Recently I was interview for Midwest Express’ “MyMidwest” inflight magazine. The full story is just below or you can view online at Network in Progress
NETWORK IN PROGRESS
Every start-up community has to, well, start somewhere. It helps to have the right ingredients—creativity, ambition, money— and someone like Jeff Slobotski, who is attempting to create a “Silicon Prairie” in Omaha, to bring them all together.
By Kalani Simpson
OMAHA IS BRIMMING WITH INSPIRATION. It’s the home of esteemed artist Jun Kaneko, who established a “creativity library” in the Old Market last year. It has an internationally known indie-rock scene (ask any hipster about Saddle Creek Records), and the Bemis Center for Contemporary Arts brings in artists from around the globe. Omaha native Jeff Slobotski sees this creativity as the foundation for a start-up community in a city that is already home to one of the world’s most successful businessmen (Warren Buffett).
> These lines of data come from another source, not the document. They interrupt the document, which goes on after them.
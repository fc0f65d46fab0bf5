use crate::tools::{GetWeather, LookupKb, Tool};
use crate::types::JsonMap;
use serde_json::{Value, json};
use std::any::Any;
use std::panic::{self, AssertUnwindSafe};
use std::sync::Arc;
use tracing::{debug, warn};

#[derive(Clone)]
pub struct ToolRegistry {
    tools: Arc<[Arc<dyn Tool>]>,
    schemas: Arc<Value>,
}

impl ToolRegistry {
    /// The tools every conversation gets.
    pub fn new() -> Self {
        let tools: Vec<Arc<dyn Tool>> = vec![Arc::new(GetWeather), Arc::new(LookupKb)];
        Self::with_tools(tools)
    }

    pub fn with_tools(tools: Vec<Arc<dyn Tool>>) -> Self {
        // Single source of truth for the "tools" schema the LLM sees
        let schemas = Value::Array(
            tools
                .iter()
                .map(|t| {
                    json!({
                        "type": "function",
                        "function": {
                            "name": t.name(),
                            "description": t.description(),
                            "parameters": t.parameters(),
                        }
                    })
                })
                .collect(),
        );
        Self {
            tools: tools.into(),
            schemas: Arc::new(schemas),
        }
    }

    pub fn schemas(&self) -> &Value {
        &self.schemas
    }

    pub fn get(&self, name: &str) -> Option<&Arc<dyn Tool>> {
        self.tools.iter().find(|t| t.name() == name)
    }

    pub fn names(&self) -> Vec<&'static str> {
        self.tools.iter().map(|t| t.name()).collect()
    }

    /// Parse `raw_arguments` and run the named tool.
    ///
    /// Never fails: unparsable arguments become an empty map, and unknown
    /// tools, tool errors and tool panics become an `error` result.
    pub fn dispatch(&self, name: &str, raw_arguments: &str) -> (JsonMap, JsonMap) {
        let args = parse_arguments(name, raw_arguments);

        let Some(tool) = self.get(name) else {
            warn!(tool = name, "model requested an unknown tool");
            return (args, error_result(format!("Unknown tool: {}", name), None));
        };

        let shown = Value::Object(args.clone());
        debug!(tool = name, args = %shown, "dispatching tool");
        let outcome = panic::catch_unwind(AssertUnwindSafe(|| tool.call(&args)));
        let result = match outcome {
            Ok(Ok(result)) => result,
            Ok(Err(e)) => {
                warn!(tool = name, error = %e, "tool failed");
                error_result(format!("Tool {} failed", name), Some(e.to_string()))
            }
            Err(payload) => {
                let detail = panic_message(payload.as_ref());
                warn!(tool = name, panic = %detail, "tool panicked");
                error_result(format!("Tool {} failed", name), Some(detail))
            }
        };
        (args, result)
    }
}

impl Default for ToolRegistry {
    fn default() -> Self {
        Self::new()
    }
}

fn parse_arguments(name: &str, raw: &str) -> JsonMap {
    if raw.trim().is_empty() {
        return JsonMap::new();
    }
    match serde_json::from_str::<Value>(raw) {
        Ok(Value::Object(map)) => map,
        Ok(other) => {
            warn!(tool = name, arguments = %other, "tool arguments are not an object, using {{}}");
            JsonMap::new()
        }
        Err(e) => {
            warn!(tool = name, error = %e, raw, "unparsable tool arguments, using {{}}");
            JsonMap::new()
        }
    }
}

pub(crate) fn error_result(error: String, detail: Option<String>) -> JsonMap {
    let mut out = JsonMap::new();
    out.insert("error".into(), Value::String(error));
    if let Some(detail) = detail {
        out.insert("detail".into(), Value::String(detail));
    }
    out
}

fn panic_message(payload: &(dyn Any + Send)) -> String {
    if let Some(s) = payload.downcast_ref::<&str>() {
        (*s).to_string()
    } else if let Some(s) = payload.downcast_ref::<String>() {
        s.clone()
    } else {
        "tool panicked".to_string()
    }
}
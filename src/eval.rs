//! Offline evaluation: replay a task file through the chat service and score
//! each reply by substring match.

use crate::agent::TurnEvent;
use crate::service::ChatService;
use anyhow::Context;
use futures::StreamExt;
use serde::{Deserialize, Serialize};
use std::fs;
use std::path::Path;
use std::time::Instant;
use tracing::info;

#[derive(Deserialize, Clone, Debug)]
pub struct EvalTask {
    pub id: String,
    pub conversation_id: String,
    pub prompt: String,
    #[serde(default)]
    pub expect: String,
}

#[derive(Serialize, Deserialize, Clone, Debug, PartialEq)]
pub struct EvalSummary {
    pub task_success_pct: f64,
    pub avg_latency_ms: u64,
    pub num_tasks: usize,
    pub passed: usize,
    pub mode: String,
}

pub fn score_contains(output: &str, expect: &str) -> bool {
    expect.is_empty() || output.to_lowercase().contains(&expect.to_lowercase())
}

pub fn load_tasks(path: &Path) -> anyhow::Result<Vec<EvalTask>> {
    let raw = fs::read_to_string(path).with_context(|| format!("reading {}", path.display()))?;
    serde_json::from_str(&raw).with_context(|| format!("parsing {}", path.display()))
}

/// Run one task and return the full reply text the way a client would see it.
async fn run_task(service: &ChatService, task: &EvalTask) -> String {
    let mut output = String::new();
    let mut turn = match service.chat(&task.conversation_id, &task.prompt).await {
        Ok(turn) => turn,
        Err(e) => return format!("ERROR: {}", e),
    };
    while let Some(event) = turn.next().await {
        match event {
            Ok(TurnEvent::Text(fragment)) => output.push_str(&fragment),
            Ok(TurnEvent::Done(result)) => {
                output.push_str(&format!("\n\n[latency_ms={}]\n", result.elapsed.as_millis()));
            }
            Err(e) => {
                output.push_str(&format!("\nERROR: {}", e));
                break;
            }
        }
    }
    output
}

/// Run `tasks` in order, writing one transcript per task and a JSON summary
/// under `out_dir`.
pub async fn run_tasks(service: &ChatService, tasks: &[EvalTask], out_dir: &Path) -> anyhow::Result<EvalSummary> {
    let transcripts = out_dir.join("transcripts");
    fs::create_dir_all(&transcripts).with_context(|| format!("creating {}", transcripts.display()))?;

    let mut passed = 0;
    let mut latencies = Vec::with_capacity(tasks.len());

    for task in tasks {
        let start = Instant::now();
        let output = run_task(service, task).await;
        let dur_ms = start.elapsed().as_millis() as u64;
        latencies.push(dur_ms);

        let ok = score_contains(&output, &task.expect);
        if ok {
            passed += 1;
        }

        fs::write(
            transcripts.join(format!("{}.txt", task.id)),
            format!("PROMPT: {}\n\nRESPONSE:\n{}\n", task.prompt, output),
        )?;
        println!("{}: {} | {}ms", task.id, if ok { "PASS" } else { "FAIL" }, dur_ms);
    }

    let total = tasks.len();
    let pct = 100.0 * passed as f64 / total.max(1) as f64;
    let summary = EvalSummary {
        task_success_pct: (pct * 100.0).round() / 100.0,
        avg_latency_ms: latencies.iter().sum::<u64>() / latencies.len().max(1) as u64,
        num_tasks: total,
        passed,
        mode: service.agent().provider_label().to_string(),
    };

    fs::write(out_dir.join("metrics.json"), serde_json::to_string_pretty(&summary)?)?;
    info!(passed, total, "evaluation finished");
    Ok(summary)
}

pub async fn run(service: &ChatService, tasks_path: &Path, out_dir: &Path) -> anyhow::Result<EvalSummary> {
    let tasks = load_tasks(tasks_path)?;
    println!("[eval] loaded {} tasks", tasks.len());
    let summary = run_tasks(service, &tasks, out_dir).await?;
    println!("\nSummary: {}", serde_json::to_string(&summary)?);
    println!("[eval] wrote {}/metrics.json and {}/transcripts/*.txt", out_dir.display(), out_dir.display());
    Ok(summary)
}
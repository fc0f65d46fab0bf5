use crate::tools::Tool;
use crate::types::JsonMap;
use anyhow::bail;
use serde_json::{Value, json};

/// Returns its arguments under `echo`.
pub struct EchoTool;

impl Tool for EchoTool {
    fn name(&self) -> &'static str {
        "echo"
    }

    fn description(&self) -> &'static str {
        "Echo the arguments back."
    }

    fn parameters(&self) -> Value {
        json!({ "type": "object" })
    }

    fn call(&self, args: &JsonMap) -> anyhow::Result<JsonMap> {
        let mut out = JsonMap::new();
        out.insert("echo".into(), Value::Object(args.clone()));
        Ok(out)
    }
}

/// Always fails.
pub struct FailingTool;

impl Tool for FailingTool {
    fn name(&self) -> &'static str {
        "flaky"
    }

    fn description(&self) -> &'static str {
        "Fails every time."
    }

    fn parameters(&self) -> Value {
        json!({ "type": "object" })
    }

    fn call(&self, _args: &JsonMap) -> anyhow::Result<JsonMap> {
        bail!("backend unavailable")
    }
}

/// Panics instead of returning.
pub struct PanickingTool;

impl Tool for PanickingTool {
    fn name(&self) -> &'static str {
        "explode"
    }

    fn description(&self) -> &'static str {
        "Panics."
    }

    fn parameters(&self) -> Value {
        json!({ "type": "object" })
    }

    fn call(&self, _args: &JsonMap) -> anyhow::Result<JsonMap> {
        panic!("kaboom")
    }
}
Slobotski has made it his mission to cultivate a Silicon Valley-like atmosphere in his hometown.
Slobotski’s own start-up, Silicon Prairie News (SPN), which is also helmed by co-founder and partner Dusty Davidson and managing editor Danny Schreiber, was responsible for Big Omaha, the 2009 conference which brought to town such innovative individuals as personal branding expert Gary Vaynerchuk; Jason Fried, co-founder and president of 37signals, a growing Web-based software company; and Jeffrey Kalmikoff, of Threadless and Digg fame. Matt Mullenweg, whose start-up Automattic is behind Word-Press.com, Akismet and Gravatar, is one of the scheduled headliners for the second edition, which takes place May 13-15.
While places like Silicon Valley and Raleigh/Durham have been building their start-up communities for years, Omaha is at the beginning stages. And the first step for any burgeoning start-up community, Slobotski says, is to stop the brain drain. Convince the best and brightest they don’t have to leave. Identify and showcase talent. Then invite the big kids—Vaynerchuk, Fried, Kalmikoff, etc.— to the table so they can see what the city has to offer and tell you how things are done. Get people together. Learn from and inspire one another. Proceed carefully, but—this is important—without fear. Slobotski says one of the most important elements for an entrepreneur-friendly environment is to have a culture that celebrates risk.
“Once we got past the point of being ‘siloed’—everyone with their heads down, working hard on their own ideas—we started to learn to embrace failure and take risks,” Slobotski says. “‘Fail fast and fail smart’ is something that isn’t natural to our culture here, but that’s changing.”
SLOBOTSKI’S CONTRIBUTION to what he calls “an entrepreneurial ecosystem” began with a $200 Flip digital camcorder and a blog. Slobotski went around town, spoke with people about their tech start-ups and web-design companies, and posted the conversations on the site. Now, Silicon Prairie News (siliconprairienews.com) gets about 15,000 unique visitors a month, and the city’s innovators, entrepreneurs, start-ups and social media addicts eat it up.
Big Omaha, SPN’s biggest project to date, sold out in its first year and fueled the fire driving the city’s entrepreneurs, who thought that maybe, just maybe, they wouldn’t have to relocate to see their tech dreams come to fruition. There’s money in Omaha, Slobotski argues, and one of SPN’s missions is to connect it with the city’s creative class.
Discussions surrounding new media start-ups often sound like a bunch of buzzwords. And to some, the work of Slobotski might look like more flash than substance. (SPN has several writers and staff members, but only one paid employee, while Slobotski himself has a job as director of innovation and new media for the AIM Institute.) But for now, that’s the point. Buzz is what causes outsiders, who bring exposure and potential business with them, to take a closer look. It’s what might encourage one more entrepreneur to think about jumping into the pool. It pushes locals to keep the buzz going by supporting an entrepreneur-friendly environment. The bigger the flash, the bigger the boom.
Omaha has a few claims to fame. Buffett. Saddle Creek. Its image as a wholesome city on the plains. Slobotski is hoping that it will also be branded as the creative center of the Midwest, a place where innovation and entrepreneurship thrive. The elements are all there, so with any luck—and with people like Slobotski putting the pedal to the metal—the city’s tech community could itself soon move out of the start-up phase and become something much greater.